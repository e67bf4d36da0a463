//! The feedback contract - uniform, fire-and-forget notification fan-out.
//!
//! Every front-end broadcasts the same `Feedback` type through one
//! `FeedbackHub`, which fans out to whatever visual/audio/haptic sinks the
//! host registered. Sinks must not block; a sink that cares about only a
//! few kinds simply ignores the rest.

use crate::activation::{CommandAction, InputSource, SwitchActionKind};
use crate::types::{Rect, Vec2};
use serde::{Deserialize, Serialize};
use smallvec::SmallVec;

/// One feedback event.
#[derive(Debug, Clone, PartialEq, Serialize, Deserialize)]
pub enum Feedback {
    // =========================================================================
    // GAZE
    // =========================================================================
    /// Dwell progress changed; `progress` in [0, 1).
    DwellProgress { pos: Vec2, progress: f32 },

    /// Dwell completed and an activation was requested at the point.
    DwellActivated { pos: Vec2 },

    /// A debounced blink was accepted.
    BlinkDetected,

    /// Second accepted blink in sequence.
    DoubleBlink,

    CalibrationStarted,
    CalibrationCompleted { accuracy: f64 },

    // =========================================================================
    // HEAD
    // =========================================================================
    /// A gesture pattern matched.
    GestureRecognized { name: String },

    HeadClick { pos: Vec2 },
    HeadCancel,
    HeadNavigation { direction: NavDirection },

    // =========================================================================
    // SWITCH / SCANNING
    // =========================================================================
    SwitchActivated { action: SwitchActionKind },
    ScanningStarted,
    ScanningStopped,
    /// Scan cursor moved; highlight should be repositioned to `rect`.
    ScanHighlight { rect: Rect },
    GroupChanged,
    ContextMenuRequested,
    AlternateMenuRequested,
    NavigationPopRequested,

    // =========================================================================
    // VOICE
    // =========================================================================
    ListeningStarted,
    ListeningStopped,
    LowConfidence { confidence: f64 },
    UnknownCommand { transcript: String },
    CommandExecuted { action: CommandAction },
    CommandFailed { action: CommandAction },
    NoHandler { action: CommandAction },
    NoSpeech,
    MicrophoneError,
    PermissionDenied,
    NetworkError,
    RecognitionError,

    // =========================================================================
    // DISPATCH
    // =========================================================================
    /// An element activation committed.
    ElementActivated { source: InputSource },

    /// The activation's target was gone or not activatable at commit time.
    ActivationMissed { source: InputSource },

    /// The surface or a handler rejected the activation.
    ActivationFailed { source: InputSource },

    /// A second modality dispatched in the same tick and lost arbitration.
    SuppressedConflict { source: InputSource },
}

/// Directional navigation payload for head-tilt feedback.
#[derive(Debug, Clone, Copy, PartialEq, Eq, Hash, Serialize, Deserialize)]
pub enum NavDirection {
    Left,
    Right,
    Up,
    Down,
}

impl Feedback {
    /// Stable string name, used for logging and haptic pattern lookup.
    pub fn kind(&self) -> &'static str {
        match self {
            Feedback::DwellProgress { .. } => "dwell_progress",
            Feedback::DwellActivated { .. } => "dwell_activated",
            Feedback::BlinkDetected => "blink_detected",
            Feedback::DoubleBlink => "double_blink",
            Feedback::CalibrationStarted => "calibration_started",
            Feedback::CalibrationCompleted { .. } => "calibration_completed",
            Feedback::GestureRecognized { .. } => "gesture_recognized",
            Feedback::HeadClick { .. } => "head_click",
            Feedback::HeadCancel => "head_cancel",
            Feedback::HeadNavigation { .. } => "head_navigation",
            Feedback::SwitchActivated { .. } => "switch_activated",
            Feedback::ScanningStarted => "scanning_started",
            Feedback::ScanningStopped => "scanning_stopped",
            Feedback::ScanHighlight { .. } => "scan_highlight",
            Feedback::GroupChanged => "group_changed",
            Feedback::ContextMenuRequested => "context_menu_requested",
            Feedback::AlternateMenuRequested => "alternate_menu_requested",
            Feedback::NavigationPopRequested => "navigation_pop_requested",
            Feedback::ListeningStarted => "listening_started",
            Feedback::ListeningStopped => "listening_stopped",
            Feedback::LowConfidence { .. } => "low_confidence",
            Feedback::UnknownCommand { .. } => "unknown_command",
            Feedback::CommandExecuted { .. } => "command_executed",
            Feedback::CommandFailed { .. } => "command_failed",
            Feedback::NoHandler { .. } => "no_handler",
            Feedback::NoSpeech => "no_speech",
            Feedback::MicrophoneError => "microphone_error",
            Feedback::PermissionDenied => "permission_denied",
            Feedback::NetworkError => "network_error",
            Feedback::RecognitionError => "recognition_error",
            Feedback::ElementActivated { .. } => "element_activated",
            Feedback::ActivationMissed { .. } => "activation_missed",
            Feedback::ActivationFailed { .. } => "activation_failed",
            Feedback::SuppressedConflict { .. } => "suppressed_conflict",
        }
    }

    /// Vibration pattern (on/off milliseconds) for haptic-capable hosts.
    ///
    /// Only events that benefit from tactile confirmation have one.
    pub fn haptic_pattern(&self) -> Option<&'static [u32]> {
        match self {
            Feedback::SwitchActivated { .. } => Some(&[100]),
            Feedback::ScanningStarted => Some(&[50, 50, 50]),
            Feedback::ScanningStopped => Some(&[100, 50, 100]),
            Feedback::ElementActivated { .. } => Some(&[200]),
            Feedback::ScanHighlight { .. } => Some(&[25]),
            Feedback::GroupChanged => Some(&[50, 25, 50]),
            _ => None,
        }
    }
}

/// A feedback consumer (visual overlay, audio cue player, haptic driver).
pub trait FeedbackSink {
    fn notify(&mut self, feedback: &Feedback);
}

/// Text-to-speech output for spoken confirmations and apologies.
pub trait SpeechSink {
    fn speak(&mut self, text: &str);
}

/// Fans feedback out to all registered sinks, fire-and-forget.
#[derive(Default)]
pub struct FeedbackHub {
    sinks: SmallVec<[Box<dyn FeedbackSink>; 3]>,
    speech: Option<Box<dyn SpeechSink>>,
}

impl FeedbackHub {
    pub fn new() -> Self {
        Self::default()
    }

    pub fn add_sink(&mut self, sink: Box<dyn FeedbackSink>) {
        self.sinks.push(sink);
    }

    pub fn set_speech(&mut self, sink: Box<dyn SpeechSink>) {
        self.speech = Some(sink);
    }

    /// Broadcast to every sink. Never fails, never blocks the caller.
    pub fn broadcast(&mut self, feedback: &Feedback) {
        tracing::debug!(kind = feedback.kind(), "feedback");
        for sink in &mut self.sinks {
            sink.notify(feedback);
        }
    }

    /// Speak text if a speech sink is registered; silently dropped
    /// otherwise.
    pub fn speak(&mut self, text: &str) {
        if let Some(speech) = &mut self.speech {
            speech.speak(text);
        }
    }
}

impl std::fmt::Debug for FeedbackHub {
    fn fmt(&self, f: &mut std::fmt::Formatter<'_>) -> std::fmt::Result {
        f.debug_struct("FeedbackHub")
            .field("sinks", &self.sinks.len())
            .field("speech", &self.speech.is_some())
            .finish()
    }
}

#[cfg(test)]
mod tests {
    use super::*;
    use std::cell::RefCell;
    use std::rc::Rc;

    struct Recorder(Rc<RefCell<Vec<String>>>);

    impl FeedbackSink for Recorder {
        fn notify(&mut self, feedback: &Feedback) {
            self.0.borrow_mut().push(feedback.kind().to_string());
        }
    }

    #[test]
    fn broadcast_reaches_all_sinks() {
        let seen_a = Rc::new(RefCell::new(Vec::new()));
        let seen_b = Rc::new(RefCell::new(Vec::new()));

        let mut hub = FeedbackHub::new();
        hub.add_sink(Box::new(Recorder(seen_a.clone())));
        hub.add_sink(Box::new(Recorder(seen_b.clone())));

        hub.broadcast(&Feedback::ScanningStarted);

        assert_eq!(*seen_a.borrow(), vec!["scanning_started"]);
        assert_eq!(*seen_b.borrow(), vec!["scanning_started"]);
    }

    #[test]
    fn speak_without_sink_is_noop() {
        let mut hub = FeedbackHub::new();
        hub.speak("hello"); // must not panic
    }

    #[test]
    fn haptic_patterns_cover_switch_events() {
        assert_eq!(
            Feedback::SwitchActivated {
                action: SwitchActionKind::Primary
            }
            .haptic_pattern(),
            Some(&[100u32][..])
        );
        assert_eq!(Feedback::BlinkDetected.haptic_pattern(), None);
    }
}
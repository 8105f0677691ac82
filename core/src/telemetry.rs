use tracing_subscriber::layer::SubscriberExt;
use tracing_subscriber::util::SubscriberInitExt;

use crate::model::{OutcomeStatus, RunSummary, SkipReason};

#[derive(Debug, Clone, Copy, PartialEq, Eq)]
pub enum Verbosity {
    Quiet,
    Normal,
    Verbose,
}

impl Verbosity {
    pub fn filter(&self) -> &'static str {
        match self {
            Verbosity::Quiet => "warn",
            Verbosity::Normal => "info",
            Verbosity::Verbose => "debug",
        }
    }
}

/// `RUST_LOG` wins over the verbosity flags.
pub fn init_tracing(verbosity: Verbosity) {
    tracing_subscriber::registry()
        .with(
            tracing_subscriber::EnvFilter::try_from_default_env()
                .unwrap_or_else(|_| verbosity.filter().into()),
        )
        .with(tracing_subscriber::fmt::layer())
        .init();
}

/// Logs the per-series outcomes and totals of a run.
pub fn log_summary(summary: &RunSummary) {
    for outcome in &summary.outcomes {
        match &outcome.status {
            OutcomeStatus::Written => tracing::debug!(
                series = %outcome.id,
                fetched = outcome.samples_fetched,
                written = outcome.samples_written,
                "written"
            ),
            OutcomeStatus::Skipped(SkipReason::Unmapped) => {
                tracing::debug!(series = %outcome.id, "skipped (unmapped)")
            }
            OutcomeStatus::Skipped(reason) => {
                tracing::warn!(series = %outcome.id, reason = ?reason, "skipped")
            }
            OutcomeStatus::Failed(reason) => tracing::warn!(
                series = %outcome.id,
                written = outcome.samples_written,
                "failed: {}",
                reason
            ),
        }
    }

    tracing::info!(
        attempted = summary.attempted,
        skipped_unmapped = summary.skipped_unmapped,
        skipped_error = summary.skipped_error,
        failed = summary.failed,
        points_written = summary.points_written,
        "Import finished"
    );
}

■ ■ ■ ■ ■ ■ ■

TASK INSTRUCTIONS: When a line in the records holds the string "fire", copy that line.

OUTPUT:
//! The feedback contract - uniform, fire-and-forget notification fan-out.
/// Fans feedback out to all registered sinks, fire-and-forget.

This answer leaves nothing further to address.